This week, Toyota has finally unveiled the all-new Land Cruiser 300 Series. While the Super King receives some high-tech gizmos including fingerprint recognition for the start button, the true testament of a Land Cruiser is its off-road capabilities.
Initially launched as a military vehicle during the Korean War, the Toyota Land Cruiser eventually became fit for civilian duty in 1953. 7 years later, Toyota launched the FJ40 Land Cruiser which became a legend among off-roaders.
The FJ40 Series became a worldwide phenomenon and cemented Toyota’s place as the king of reliability. It was built in a few countries including Brazil and Venezuela with production in the former continuing up until 2001.

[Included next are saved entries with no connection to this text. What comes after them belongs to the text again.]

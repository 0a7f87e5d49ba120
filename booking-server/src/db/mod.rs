//! Database Module
//!
//! Handles SQLite connection pool and migrations

pub mod repository;

use std::str::FromStr;
use std::time::Duration;

use sqlx::SqlitePool;
use sqlx::sqlite::{SqliteConnectOptions, SqliteJournalMode, SqlitePoolOptions, SqliteSynchronous};

use crate::utils::AppError;

/// Database service that owns the SQLite connection pool
#[derive(Clone)]
pub struct DbService {
    pub pool: SqlitePool,
}

impl DbService {
    /// Create a new database service with WAL mode
    pub async fn new(db_path: &str) -> Result<Self, AppError> {
        // Build connection options: WAL, foreign keys, normal sync.
        // busy_timeout makes concurrent commit attempts wait for the write
        // lock instead of failing immediately.
        let options = SqliteConnectOptions::from_str(&format!("sqlite:{db_path}"))
            .map_err(|e| AppError::database(format!("Invalid database path: {e}")))?
            .create_if_missing(true)
            .journal_mode(SqliteJournalMode::Wal)
            .synchronous(SqliteSynchronous::Normal)
            .busy_timeout(Duration::from_millis(5000))
            .pragma("foreign_keys", "ON")
            .optimize_on_close(true, None);

        let pool = SqlitePoolOptions::new()
            .max_connections(5)
            .connect_with(options)
            .await
            .map_err(|e| AppError::database(format!("Failed to open database: {e}")))?;

        tracing::info!("Database connection established (SQLite WAL, busy_timeout=5000ms)");

        // Run migrations (ignore previously applied but now removed migrations)
        sqlx::migrate!("./migrations")
            .set_ignore_missing(true)
            .run(&pool)
            .await
            .map_err(|e| AppError::database(format!("Failed to apply migrations: {e}")))?;
        tracing::info!("Database migrations applied");

        Ok(Self { pool })
    }
}
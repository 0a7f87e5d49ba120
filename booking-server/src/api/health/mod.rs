//! 健康检查路由
//!
//! # 路由列表
//!
//! | 路径 | 方法 | 说明 |
//! |------|------|------|
//! | /health | GET | 简单健康检查 |
//! | /health/detailed | GET | 详细健康检查 (数据库 + KV) |

use std::time::{Duration, Instant};

use axum::{Json, Router, extract::State, routing::get};
use serde::Serialize;

use crate::core::ServerState;

/// 健康检查路由 - 公共路由
pub fn router() -> Router<ServerState> {
    Router::new()
        .route("/health", get(health))
        .route("/health/detailed", get(detailed_health))
}

/// 简单健康检查响应
#[derive(Serialize)]
pub struct HealthResponse {
    /// 状态 (ok | error)
    status: &'static str,
    /// 版本号
    version: &'static str,
    /// 运行环境
    environment: String,
}

/// 详细健康检查响应
#[derive(Serialize)]
pub struct DetailedHealthResponse {
    status: &'static str,
    version: &'static str,
    /// 各组件检查结果
    checks: HealthChecks,
}

#[derive(Serialize)]
pub struct HealthChecks {
    /// 数据库检查
    database: CheckResult,
    /// KV 存储检查
    kv_store: CheckResult,
}

/// 单项检查结果
#[derive(Serialize)]
pub struct CheckResult {
    /// 状态 (ok | error)
    status: &'static str,
    /// 延迟 (毫秒)
    latency_ms: u128,
}

async fn health(State(state): State<ServerState>) -> Json<HealthResponse> {
    Json(HealthResponse {
        status: "ok",
        version: env!("CARGO_PKG_VERSION"),
        environment: state.config.environment.clone(),
    })
}

async fn detailed_health(State(state): State<ServerState>) -> Json<DetailedHealthResponse> {
    let database = check_database(&state).await;
    let kv_store = check_kv(&state).await;

    let status = if database.status == "ok" && kv_store.status == "ok" {
        "ok"
    } else {
        "error"
    };

    Json(DetailedHealthResponse {
        status,
        version: env!("CARGO_PKG_VERSION"),
        checks: HealthChecks { database, kv_store },
    })
}

async fn check_database(state: &ServerState) -> CheckResult {
    let started = Instant::now();
    let status = match sqlx::query("SELECT 1").execute(&state.db).await {
        Ok(_) => "ok",
        Err(_) => "error",
    };
    CheckResult {
        status,
        latency_ms: started.elapsed().as_millis(),
    }
}

async fn check_kv(state: &ServerState) -> CheckResult {
    let started = Instant::now();
    let status = match state
        .kv
        .set_ex("health:ping", "pong", Duration::from_secs(5))
        .await
    {
        Ok(()) => "ok",
        Err(_) => "error",
    };
    CheckResult {
        status,
        latency_ms: started.elapsed().as_millis(),
    }
}
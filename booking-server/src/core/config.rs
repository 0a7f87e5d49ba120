/// 服务器配置 - 预订服务的所有配置项
///
/// # 环境变量
///
/// 所有配置项都可以通过环境变量覆盖：
///
/// | 环境变量 | 默认值 | 说明 |
/// |----------|--------|------|
/// | HTTP_PORT | 5003 | HTTP 服务端口 |
/// | DATABASE_PATH | booktable.db | SQLite 数据库路径 |
/// | REDIS_URL | (未设置 = 内存 KV) | Redis 连接地址 |
/// | PAYMENT_SERVICE_URL | (未设置 = 模拟网关) | 支付服务地址 |
/// | HOLD_TTL_SECS | 300 | 槽位占用 TTL (秒) |
/// | IDEMPOTENCY_TTL_SECS | 86400 | 幂等键 TTL (秒) |
/// | AVAILABILITY_CACHE_TTL_SECS | 60 | 可用性缓存 TTL (秒) |
/// | DEPOSIT_CENTS | 2500 | 标准订金 (分) |
/// | ENVIRONMENT | development | 运行环境 |
///
/// # 示例
///
/// ```ignore
/// DATABASE_PATH=/data/booktable.db HTTP_PORT=8080 cargo run
/// ```
#[derive(Debug, Clone)]
pub struct Config {
    /// HTTP API 服务端口
    pub http_port: u16,
    /// SQLite 数据库路径
    pub database_path: String,
    /// Redis 连接地址 (未设置时使用进程内 KV)
    pub redis_url: Option<String>,
    /// 支付服务地址 (未设置时使用模拟网关)
    pub payment_service_url: Option<String>,
    /// 槽位占用 TTL (秒)
    pub hold_ttl_secs: u64,
    /// 幂等键缓存 TTL (秒)
    pub idempotency_ttl_secs: u64,
    /// 可用性缓存 TTL (秒)
    pub availability_cache_ttl_secs: u64,
    /// 标准订金金额 (分)
    pub deposit_cents: i64,
    /// 运行环境: development | staging | production
    pub environment: String,
}

impl Config {
    /// 从环境变量加载配置
    ///
    /// 如果环境变量未设置，使用默认值
    pub fn from_env() -> Self {
        Self {
            http_port: std::env::var("HTTP_PORT")
                .ok()
                .and_then(|p| p.parse().ok())
                .unwrap_or(5003),
            database_path: std::env::var("DATABASE_PATH")
                .unwrap_or_else(|_| "booktable.db".into()),
            redis_url: std::env::var("REDIS_URL").ok(),
            payment_service_url: std::env::var("PAYMENT_SERVICE_URL").ok(),
            hold_ttl_secs: std::env::var("HOLD_TTL_SECS")
                .ok()
                .and_then(|v| v.parse().ok())
                .unwrap_or(300),
            idempotency_ttl_secs: std::env::var("IDEMPOTENCY_TTL_SECS")
                .ok()
                .and_then(|v| v.parse().ok())
                .unwrap_or(86_400),
            availability_cache_ttl_secs: std::env::var("AVAILABILITY_CACHE_TTL_SECS")
                .ok()
                .and_then(|v| v.parse().ok())
                .unwrap_or(60),
            deposit_cents: std::env::var("DEPOSIT_CENTS")
                .ok()
                .and_then(|v| v.parse().ok())
                .unwrap_or(2500),
            environment: std::env::var("ENVIRONMENT").unwrap_or_else(|_| "development".into()),
        }
    }

    /// 使用自定义值覆盖部分配置
    ///
    /// 常用于测试场景
    pub fn with_overrides(database_path: impl Into<String>, http_port: u16) -> Self {
        let mut config = Self::from_env();
        config.database_path = database_path.into();
        config.http_port = http_port;
        config
    }

    /// 是否生产环境
    pub fn is_production(&self) -> bool {
        self.environment == "production"
    }

    /// 是否开发环境
    pub fn is_development(&self) -> bool {
        self.environment == "development"
    }
}

impl Default for Config {
    fn default() -> Self {
        Self::from_env()
    }
}
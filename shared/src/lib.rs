//! Shared types for the BookTable booking platform
//!
//! Domain models, API request/response types and domain events shared
//! between the booking server and its clients. DB row derives are gated
//! behind the `db` feature so thin clients don't pull in sqlx.

pub mod event;
pub mod models;
pub mod request;
pub mod response;

// Re-exports
pub use serde::{Deserialize, Serialize};

pub use event::BookingEvent;
pub use models::{PaymentStatus, Reservation, ReservationStatus, SlotStatus, TimeSlot};
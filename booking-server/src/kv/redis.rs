//! Redis-backed KV store
//!
//! Production implementation over a [`redis::aio::ConnectionManager`],
//! which reconnects transparently. The conditional hold write maps to a
//! single `SET key value NX EX ttl` command.

use std::time::Duration;

use async_trait::async_trait;
use redis::AsyncCommands;
use redis::aio::ConnectionManager;

use super::{KvError, KvResult, KvStore};

#[derive(Clone)]
pub struct RedisKvStore {
    conn: ConnectionManager,
}

impl RedisKvStore {
    /// Connect to Redis at `url` (e.g. `redis://127.0.0.1:6379`).
    pub async fn connect(url: &str) -> KvResult<Self> {
        let client = redis::Client::open(url)
            .map_err(|e| KvError::Unavailable(format!("invalid Redis URL: {e}")))?;
        let conn = ConnectionManager::new(client)
            .await
            .map_err(|e| KvError::Unavailable(format!("failed to connect to Redis: {e}")))?;
        tracing::info!("Redis connection established");
        Ok(Self { conn })
    }
}

fn unavailable(e: redis::RedisError) -> KvError {
    KvError::Unavailable(e.to_string())
}

#[async_trait]
impl KvStore for RedisKvStore {
    async fn set_nx_ex(&self, key: &str, value: &str, ttl: Duration) -> KvResult<bool> {
        let mut conn = self.conn.clone();
        // SET NX EX replies OK on success, nil when the key already exists
        let reply: Option<String> = redis::cmd("SET")
            .arg(key)
            .arg(value)
            .arg("NX")
            .arg("EX")
            .arg(ttl.as_secs().max(1))
            .query_async(&mut conn)
            .await
            .map_err(unavailable)?;
        Ok(reply.is_some())
    }

    async fn set_ex(&self, key: &str, value: &str, ttl: Duration) -> KvResult<()> {
        let mut conn = self.conn.clone();
        let _: () = conn
            .set_ex(key, value, ttl.as_secs().max(1))
            .await
            .map_err(unavailable)?;
        Ok(())
    }

    async fn get(&self, key: &str) -> KvResult<Option<String>> {
        let mut conn = self.conn.clone();
        conn.get(key).await.map_err(unavailable)
    }

    async fn del(&self, key: &str) -> KvResult<()> {
        let mut conn = self.conn.clone();
        let _: () = conn.del(key).await.map_err(unavailable)?;
        Ok(())
    }

    async fn expire(&self, key: &str, ttl: Duration) -> KvResult<()> {
        let mut conn = self.conn.clone();
        let _: () = conn
            .expire(key, ttl.as_secs().max(1) as i64)
            .await
            .map_err(unavailable)?;
        Ok(())
    }
}
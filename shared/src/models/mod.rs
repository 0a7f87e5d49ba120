//! Data models
//!
//! Shared between booking-server and frontend (via API).
//! DB row types use `#[cfg_attr(feature = "db", derive(sqlx::FromRow))]`.
//! Status enums are stored as TEXT, matching the wire representation.

pub mod reservation;
pub mod slot;

// Re-exports
pub use reservation::*;
pub use slot::*;
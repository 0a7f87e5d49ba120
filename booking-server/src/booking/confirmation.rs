//! Confirmation code generation
//!
//! Human-readable 6-character codes. The alphabet drops visually
//! ambiguous characters (I, O, 0, 1); collisions are resolved by the
//! ledger retrying with a fresh code against the unique index.

use rand::Rng;

/// 32 symbols, no I, O, 0, 1
pub const CODE_ALPHABET: &[u8] = b"ABCDEFGHJKLMNPQRSTUVWXYZ23456789";

pub const CODE_LENGTH: usize = 6;

/// Generate a random confirmation code
pub fn generate_code() -> String {
    let mut rng = rand::thread_rng();
    (0..CODE_LENGTH)
        .map(|_| CODE_ALPHABET[rng.gen_range(0..CODE_ALPHABET.len())] as char)
        .collect()
}

#[cfg(test)]
mod tests {
    use super::*;

    #[test]
    fn codes_use_only_the_unambiguous_alphabet() {
        for _ in 0..200 {
            let code = generate_code();
            assert_eq!(code.len(), CODE_LENGTH);
            assert!(
                code.bytes().all(|b| CODE_ALPHABET.contains(&b)),
                "unexpected character in {code}"
            );
        }
    }

    #[test]
    fn ambiguous_characters_are_excluded() {
        for banned in [b'I', b'O', b'0', b'1'] {
            assert!(!CODE_ALPHABET.contains(&banned));
        }
        assert_eq!(CODE_ALPHABET.len(), 32);
    }
}
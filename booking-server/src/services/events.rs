//! Domain event publication
//!
//! In-process fan-out over a broadcast channel. Publishing is
//! fire-and-forget: the booking flow never blocks on, retries, or fails
//! because of event delivery. Downstream consumers (dashboards,
//! notification workers) subscribe and assume at-least-once semantics.

use shared::event::BookingEvent;
use tokio::sync::broadcast;
use tracing::debug;

const DEFAULT_CAPACITY: usize = 256;

#[derive(Debug, Clone)]
pub struct EventPublisher {
    tx: broadcast::Sender<BookingEvent>,
}

impl EventPublisher {
    pub fn new(capacity: usize) -> Self {
        let (tx, _) = broadcast::channel(capacity);
        Self { tx }
    }

    /// Publish an event. Never blocks, never propagates failure.
    pub fn publish(&self, event: BookingEvent) {
        debug!(event = event.name(), "publishing domain event");
        // A send error only means there is no live subscriber right now
        let _ = self.tx.send(event);
    }

    /// Subscribe to the event stream (observability consumers).
    pub fn subscribe(&self) -> broadcast::Receiver<BookingEvent> {
        self.tx.subscribe()
    }
}

impl Default for EventPublisher {
    fn default() -> Self {
        Self::new(DEFAULT_CAPACITY)
    }
}
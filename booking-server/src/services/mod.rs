//! 服务模块 - 外部协作方
//!
//! - [`payment`] - 支付网关 (charge / refund)
//! - [`events`] - 领域事件发布 (fire-and-forget)

pub mod events;
pub mod payment;

pub use events::EventPublisher;
pub use payment::{DevPaymentGateway, HttpPaymentGateway, PaymentError, PaymentGateway};
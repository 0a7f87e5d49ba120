//! API request payloads
//!
//! Wire format is camelCase, matching the diner-facing clients.

use chrono::NaiveDate;
use serde::{Deserialize, Serialize};
use uuid::Uuid;

/// POST /api/inventory/hold
#[derive(Debug, Clone, Serialize, Deserialize)]
#[serde(rename_all = "camelCase")]
pub struct HoldRequest {
    pub slot_id: Uuid,
    pub user_id: Uuid,
}

/// POST /api/reservations
#[derive(Debug, Clone, Serialize, Deserialize)]
#[serde(rename_all = "camelCase")]
pub struct BookingRequest {
    pub slot_id: Uuid,
    pub user_id: Uuid,
    /// Capability credential from a prior hold. Optional: booking without
    /// a hold is legal; the ledger constraint stays the backstop.
    #[serde(default)]
    pub hold_token: Option<String>,
    pub party_size: i64,
    #[serde(default)]
    pub special_requests: Option<String>,
    #[serde(default)]
    pub payment_token: Option<String>,
    /// Fallback when the Idempotency-Key header is absent
    #[serde(default)]
    pub idempotency_key: Option<String>,
}

/// GET /api/inventory/availability query string
#[derive(Debug, Clone, Serialize, Deserialize)]
#[serde(rename_all = "camelCase")]
pub struct AvailabilityQuery {
    pub restaurant_id: Uuid,
    pub date: NaiveDate,
    #[serde(default)]
    pub party_size: Option<i64>,
    #[serde(default)]
    pub table_group_id: Option<Uuid>,
}

/// GET /api/inventory/hold/{slot_id}/validate query string
#[derive(Debug, Clone, Serialize, Deserialize)]
#[serde(rename_all = "camelCase")]
pub struct ValidateHoldQuery {
    pub hold_token: String,
}
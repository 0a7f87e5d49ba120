//! Availability cache
//!
//! Read-through cache of computed available slots per (restaurant, date)
//! under `avail:{restaurant_id}:{date}`, 60s TTL. The key deliberately
//! ignores party size: most of a day's slot set is reused across party
//! sizes, and filtering a cached result is cheap. Invalidation is
//! synchronous with every commit and cancellation touching the
//! (restaurant, date), so stale windows stay short without write-through
//! complexity.

use std::sync::Arc;
use std::time::Duration;

use chrono::NaiveDate;
use tracing::warn;
use uuid::Uuid;

use shared::request::AvailabilityQuery;
use shared::response::AvailabilityResponse;

use crate::db::repository::{RepoResult, SlotRepository};
use crate::kv::{KvStore, avail_key};

#[derive(Clone)]
pub struct AvailabilityCache {
    kv: Arc<dyn KvStore>,
    slots: SlotRepository,
    ttl: Duration,
}

impl AvailabilityCache {
    pub fn new(kv: Arc<dyn KvStore>, slots: SlotRepository, ttl: Duration) -> Self {
        Self { kv, slots, ttl }
    }

    /// Availability for one (restaurant, date), filtered by party size.
    ///
    /// KV failures degrade to the ledger query. Table-group queries bypass
    /// the cache entirely: the cache key ignores the group, and cached
    /// entries carry no group id to filter on.
    pub async fn get(&self, query: &AvailabilityQuery) -> RepoResult<AvailabilityResponse> {
        let min_capacity = query.party_size.unwrap_or(1).max(1);

        if query.table_group_id.is_none() {
            if let Some(mut cached) = self.read_cache(query.restaurant_id, query.date).await {
                cached.slots.retain(|slot| slot.capacity >= min_capacity);
                return Ok(cached);
            }
        }

        // Fallback to the ledger
        let slots = self
            .slots
            .find_available(
                query.restaurant_id,
                query.date,
                min_capacity,
                query.table_group_id,
            )
            .await?;

        let response = AvailabilityResponse {
            restaurant_id: query.restaurant_id,
            date: query.date,
            slots,
        };

        if query.table_group_id.is_none() {
            self.write_cache(&response).await;
        }

        Ok(response)
    }

    /// Drop the cache entry so the next read sees the ledger. Called
    /// synchronously on every successful commit and cancellation.
    pub async fn invalidate(&self, restaurant_id: Uuid, date: NaiveDate) {
        if let Err(e) = self.kv.del(&avail_key(restaurant_id, date)).await {
            warn!(%restaurant_id, %date, error = %e, "Failed to invalidate availability cache");
        }
    }

    async fn read_cache(
        &self,
        restaurant_id: Uuid,
        date: NaiveDate,
    ) -> Option<AvailabilityResponse> {
        match self.kv.get(&avail_key(restaurant_id, date)).await {
            Ok(Some(json)) => match serde_json::from_str(&json) {
                Ok(response) => Some(response),
                Err(e) => {
                    warn!(%restaurant_id, %date, error = %e, "Discarding corrupt availability cache entry");
                    None
                }
            },
            Ok(None) => None,
            Err(e) => {
                warn!(%restaurant_id, %date, error = %e, "Availability cache unreachable, querying ledger");
                None
            }
        }
    }

    async fn write_cache(&self, response: &AvailabilityResponse) {
        let json = match serde_json::to_string(response) {
            Ok(json) => json,
            Err(_) => return,
        };
        let key = avail_key(response.restaurant_id, response.date);
        if let Err(e) = self.kv.set_ex(&key, &json, self.ttl).await {
            warn!(error = %e, "Failed to write availability cache");
        }
    }
}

Over here in Malaysia, the FJ40 Land Cruiser was considered by many to be the last proper Land Cruiser sold. Subsequent generations went for a more upscale and luxurious look and this old ad from 1982 demonstrated the might of Toyota’s legendary off-roader.
The ad contained a country-style jingle much like most ads at the time and began with a crew receiving a call of a timber lorry in trouble.
Throughout the whole 60 seconds, we hear a Malaysian trying his best Willie Nelson twang narrating the scene of how the “Croozers” went their way across the jungle to help Ah Chong and his tipped-over timber lorry.
The whole Land Cruiser range was seen in the ad and consisted of a short-wheelbase (SWB) which our narrator took over, a long-wheelbase (LWB), and a pick-up. Then came the heroics of our trio of Croozers as they used “hundreds of big hrsepwr” to pull the tipped lorry back on its wheels.
Everyone in the team celebrated with Ah Chong complementing their fine rigs and the ad ends with our Croozers leaving to supposedly continue saving more tipped-over lorries.
While the country music style jingle might be pretty catchy, there is a version in BM which used a Kelantanese dikir barat style. Unfortunately, we couldn’t find that ad anywhere and it’s considered lost media. Toyota wouldn’t lose their touch in making great ads, however, as the Unser showed nearly twenty years later.